And as a consequence of that, Erin recently was awarded, in her local community through their leadership program in their local community, leader of the year as a result of that experience. So, that’s how individual peers live out these five practices.

Pete Mockaitis
Yeah, that’s lovely in terms of that one story, we kind of walked through all five of those. So, then maybe we could spend a couple minutes on each of them. In terms of model the way, it starts with getting clear on values, beliefs, what’s important to you, and then living it. Any pro tips on how we can get a boatload of clarity on those dimensions without taking decades?

Jim Kouzes
Yeah, without taking decades. We’ve written a few books about this. Well, let me just give you a couple of those. Let’s take clarify values. And one of them is a little technique we can try on our own is imagine the following scenario, imagine you’re going to be away from your team that you’re wanting to lead or currently leading. You’re going to be away from your team for, let’s say, three months, and you’re going to be not able to communicate with that team while they’re doing their work in any way whatsoever but you can leave them a one-page memo, we call it credo memo, prior to being incommunicado.

What would you tell people are the principles by which they should conduct themselves in their work during your absence? What are the values and beliefs that should guide their decisions and actions? Write that one-page memo to your team.

Pete Mockaitis
I love it. And it’s probably not going to have much to do with the specific software tools they should be using.

Jim Kouzes
Exactly. What are the principles that should guide their decisions and actions? And do it in one page. That forces people to have to think in short memorable ways in which they can communicate to others what they should use as guidelines for doing their work and making their decisions. That’s very effective. I’ll use other techniques like values cards. We have people do card sorts. But any way in which you can explore your head and your heart, as Erin talked about, and your soul, and think about, “What do I really believe in and what do I hope other people will believe in as we conduct our work?”

Pete Mockaitis
And so, could you give us a couple examples of that verbiage? I mean, when you say values, it could just be a word like integrity, or humility, courage, innovation. Or, how are you thinking about values and how they’re expressed here?

Jim Kouzes
Well, I’ll offer a couple of examples. Because there are about 150 values words in the English language and not all of them are understood similarly so you can’t hold 150 values simultaneously and have people follow those guidelines. It’s just too many. So, five to seven that will help people to understand. And integrity might be one of them but go the next step and ask yourself, “What does integrity look like to you? What does it look like in practice?”

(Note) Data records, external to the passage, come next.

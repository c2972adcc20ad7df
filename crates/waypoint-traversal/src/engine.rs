//! Starts traversal runs and keeps at most one of them alive

use crate::bfs::Traversal;
use crate::cancel::{cancel_pair, CancelHandle};
use crate::channel::{event_channel, EventStream};
use crate::config::TraversalConfig;
use crate::event::{RunId, RunOutcome, TraversalEvent};
use std::sync::atomic::{AtomicU64, Ordering};
use std::sync::Arc;
use tokio::sync::Mutex;
use tokio::task::JoinHandle;
use tracing::{debug, info, warn};
use waypoint_core::{normalize_label, GraphResult, GraphStore};

/// Runs breadth-first searches against a shared [`GraphStore`].
///
/// Starting a run cancels whichever run this engine started before it, so
/// two runs never feed the same consumer at once. Each run still carries its
/// own [`RunId`] so stale events can be recognised downstream.
#[derive(Debug)]
pub struct TraversalEngine {
    store: GraphStore,
    config: TraversalConfig,
    next_run: AtomicU64,
    active: Arc<Mutex<Option<(RunId, CancelHandle)>>>,
}

impl TraversalEngine {
    pub fn new(store: GraphStore, config: TraversalConfig) -> Self {
        TraversalEngine {
            store,
            config,
            next_run: AtomicU64::new(1),
            active: Arc::new(Mutex::new(None)),
        }
    }

    pub fn store(&self) -> &GraphStore {
        &self.store
    }

    pub fn config(&self) -> &TraversalConfig {
        &self.config
    }

    /// Start a search from `start` to `end` in the background.
    ///
    /// Fails with `UnknownNode` before anything is emitted if either endpoint
    /// is missing. Otherwise the previous run is cancelled and the new run's
    /// handle is returned immediately.
    pub async fn run(&self, start: &str, end: &str) -> GraphResult<RunHandle> {
        let (start, end) = (normalize_label(start), normalize_label(end));
        let epoch = self.store.require_nodes(&[start.as_str(), end.as_str()]).await?;

        let id = RunId(self.next_run.fetch_add(1, Ordering::Relaxed));
        let (cancel, token) = cancel_pair();
        {
            let mut active = self.active.lock().await;
            if let Some((previous, handle)) = active.replace((id, cancel.clone())) {
                debug!(%previous, next = %id, "cancelling superseded run");
                handle.cancel();
            }
        }

        let (events_tx, events) = event_channel(id, self.config.channel_capacity);
        let traversal = Traversal::new(
            id,
            self.store.clone(),
            start.clone(),
            end.clone(),
            epoch,
            self.config.pacing(),
            events_tx,
            token,
        );
        let active = Arc::clone(&self.active);
        let task = tokio::spawn(async move {
            let outcome = traversal.run().await;
            // A newer run may already own the slot.
            let mut slot = active.lock().await;
            if slot.as_ref().is_some_and(|(current, _)| *current == id) {
                *slot = None;
            }
            outcome
        });
        info!(run = %id, %start, %end, "run scheduled");

        Ok(RunHandle {
            id,
            events,
            cancel,
            completion: RunCompletion { id, task },
        })
    }

    /// Cancel the run still in progress, if any. Returns its id.
    pub async fn cancel_active(&self) -> Option<RunId> {
        let (id, handle) = self.active.lock().await.take()?;
        handle.cancel();
        info!(run = %id, "run cancelled");
        Some(id)
    }

    /// Id of the run still in progress.
    pub async fn active_run(&self) -> Option<RunId> {
        self.active.lock().await.as_ref().map(|(id, _)| *id)
    }
}

/// Caller's side of one run: its events, a way to cancel it, and its outcome.
#[derive(Debug)]
pub struct RunHandle {
    id: RunId,
    events: EventStream,
    cancel: CancelHandle,
    completion: RunCompletion,
}

impl RunHandle {
    pub fn id(&self) -> RunId {
        self.id
    }

    pub fn events(&mut self) -> &mut EventStream {
        &mut self.events
    }

    /// Cancel just this run.
    pub fn cancel(&self) {
        self.cancel.cancel();
    }

    pub fn into_parts(self) -> (EventStream, RunCompletion) {
        (self.events, self.completion)
    }

    /// Drain the remaining events and wait for the run to end.
    pub async fn finish(self) -> (Vec<TraversalEvent>, RunOutcome) {
        let events = self.events.collect_all().await;
        let outcome = self.completion.wait().await;
        (events, outcome)
    }
}

/// Resolves to the outcome of a run once its worker has exited.
#[derive(Debug)]
pub struct RunCompletion {
    id: RunId,
    task: JoinHandle<RunOutcome>,
}

impl RunCompletion {
    pub fn id(&self) -> RunId {
        self.id
    }

    pub async fn wait(self) -> RunOutcome {
        match self.task.await {
            Ok(outcome) => outcome,
            Err(e) => {
                warn!(run = %self.id, "traversal worker failed: {}", e);
                RunOutcome::Cancelled
            }
        }
    }
}
//! REST API handlers for the Waypoint server

use std::sync::Arc;

use axum::{
    extract::{Path, State},
    http::StatusCode,
    response::{IntoResponse, Json, Response},
};
use chrono::{DateTime, Utc};
use serde::{Deserialize, Serialize};
use waypoint_core::{EdgeChange, GraphError, GraphSnapshot};
use waypoint_traversal::RunId;

use crate::ServerState;

/// Health check response
#[derive(Debug, Serialize)]
pub struct HealthResponse {
    pub status: String,
    pub version: String,
}

#[derive(Debug, Deserialize)]
pub struct AddNodeRequest {
    pub id: String,
    /// Existing node to wire the new one to.
    #[serde(default)]
    pub connect_to: Option<String>,
}

#[derive(Debug, Deserialize)]
pub struct AddEdgeRequest {
    pub a: String,
    pub b: String,
}

#[derive(Debug, Serialize)]
pub struct EdgeResponse {
    pub change: EdgeChange,
}

#[derive(Debug, Deserialize)]
pub struct RunRequest {
    pub start: String,
    pub end: String,
}

#[derive(Debug, Serialize)]
pub struct RunStartedResponse {
    pub run: RunId,
    pub started_at: DateTime<Utc>,
}

#[derive(Debug, Serialize)]
pub struct RunCancelledResponse {
    pub cancelled: Option<RunId>,
}

/// Error body returned for every failed request.
#[derive(Debug, Serialize)]
pub struct ErrorBody {
    pub error: &'static str,
    pub message: String,
}

/// A store error on its way out as an HTTP response.
#[derive(Debug)]
pub struct ApiError(pub GraphError);

impl From<GraphError> for ApiError {
    fn from(e: GraphError) -> Self {
        ApiError(e)
    }
}

impl IntoResponse for ApiError {
    fn into_response(self) -> Response {
        let status = match self.0 {
            GraphError::UnknownNode(_) => StatusCode::NOT_FOUND,
            GraphError::DuplicateNode(_) => StatusCode::CONFLICT,
            GraphError::InvalidId(_) => StatusCode::BAD_REQUEST,
        };
        let body = ErrorBody {
            error: self.0.code(),
            message: self.0.to_string(),
        };
        (status, Json(body)).into_response()
    }
}

/// Get the current graph as JSON
pub async fn get_graph(State(state): State<Arc<ServerState>>) -> Json<GraphSnapshot> {
    Json(state.store.snapshot().await)
}

pub async fn add_node(
    State(state): State<Arc<ServerState>>,
    Json(req): Json<AddNodeRequest>,
) -> Result<(StatusCode, Json<GraphSnapshot>), ApiError> {
    state
        .store
        .add_node_connected(&req.id, req.connect_to.as_deref())
        .await?;
    Ok((StatusCode::CREATED, Json(state.store.snapshot().await)))
}

pub async fn remove_node(
    State(state): State<Arc<ServerState>>,
    Path(id): Path<String>,
) -> Result<StatusCode, ApiError> {
    state.store.remove_node(&id).await?;
    Ok(StatusCode::NO_CONTENT)
}

pub async fn add_edge(
    State(state): State<Arc<ServerState>>,
    Json(req): Json<AddEdgeRequest>,
) -> Result<Json<EdgeResponse>, ApiError> {
    let change = state.store.add_edge(&req.a, &req.b).await?;
    Ok(Json(EdgeResponse { change }))
}

/// Restore the default graph. Any running traversal ends as invalidated.
pub async fn reset_graph(State(state): State<Arc<ServerState>>) -> Json<GraphSnapshot> {
    state.store.reset().await;
    Json(state.store.snapshot().await)
}

/// Start a traversal; its events arrive over the WebSocket.
pub async fn start_run(
    State(state): State<Arc<ServerState>>,
    Json(req): Json<RunRequest>,
) -> Result<(StatusCode, Json<RunStartedResponse>), ApiError> {
    let run = state.start_run(&req.start, &req.end).await?;
    let response = RunStartedResponse {
        run,
        started_at: Utc::now(),
    };
    Ok((StatusCode::ACCEPTED, Json(response)))
}

/// Cancel the current run, if any.
pub async fn cancel_run(State(state): State<Arc<ServerState>>) -> Json<RunCancelledResponse> {
    Json(RunCancelledResponse {
        cancelled: state.engine.cancel_active().await,
    })
}

/// Health check endpoint
pub async fn health_check() -> impl IntoResponse {
    let health = HealthResponse {
        status: "ok".to_string(),
        version: env!("CARGO_PKG_VERSION").to_string(),
    };
    Json(health)
}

So, integrity might look like to you in practice that, “When we’re with each other and we’re doing our work, we’re always straightforward and honest about what’s going on. We give each other honest feedback even when it’s tough, even when it’s challenging, but we do it in a way that’s empathetic and not critical of other person but really ways in which they can take that feedback and act on it.” So, we have to go the next step from the one-word integrity to give an illustration of what that might look like in practice.

Pete Mockaitis
Okay. Well, thank you. So, that’s modeling the way. And how does one inspire a shared vision?

Jim Kouzes
Well, let’s take another technique that we like to use, and I call it the life technique, L-I-F-E. Think about the following scenario. At the end of the year, you’re going to be awarded leader of the year, and people who are your friends, your peers, your colleagues, your team members, your family are going to be there celebrating with you this award, and they’re going to be telling stories about you, and they’re going to tell about the lessons they learned from you, the ideals you stood for, the feelings that you have, that they have when around you, and the evidence that you’ve made a difference, you’ve had an impact.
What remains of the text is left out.